__ASSIGNED TASK__
The entries below need to be transcribed verbatim.
____ RECORDS FOR THIS EXERCISE
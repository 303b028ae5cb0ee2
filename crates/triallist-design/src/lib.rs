//! Trial-list construction and transformation utilities: full factorial
//! counterbalancing, ratio expansion, repetition, block assignment, and
//! order randomization.

mod block;
mod counterbalance;
mod expand;
mod extend;
mod shuffle;

pub use block::{add_block, BlockOpts};
pub use counterbalance::{counterbalance, ConditionSet};
pub use expand::{expand, ExpandOpts};
pub use extend::{extend, ExtendOpts};
pub use shuffle::{
    simple_shuffle, smart_shuffle, GroupShuffleReport, ShuffleReport, SimpleShuffleOpts,
    SmartShuffleOpts,
};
________
__FINISHED TASK__
repository 303b028ae5cb0ee2
filename crates/triallist-design/src/lib.rs
//! Trial-list construction and transformation utilities: full factorial
//! counterbalancing, ratio expansion, repetition, block assignment, and
//! order randomization.

mod block;
mod counterbalance;
mod expand;
mod extend;
mod shuffle;

pub use block::{add_block, BlockOpts};
pub use counterbalance::{counterbalance, ConditionSet};
pub use expand::{expand, ExpandOpts};
pub use extend::{extend, ExtendOpts};
pub use shuffle::{
    simple_shuffle, smart_shuffle, GroupShuffleReport, ShuffleReport, SimpleShuffleOpts,
    SmartShuffleOpts,
};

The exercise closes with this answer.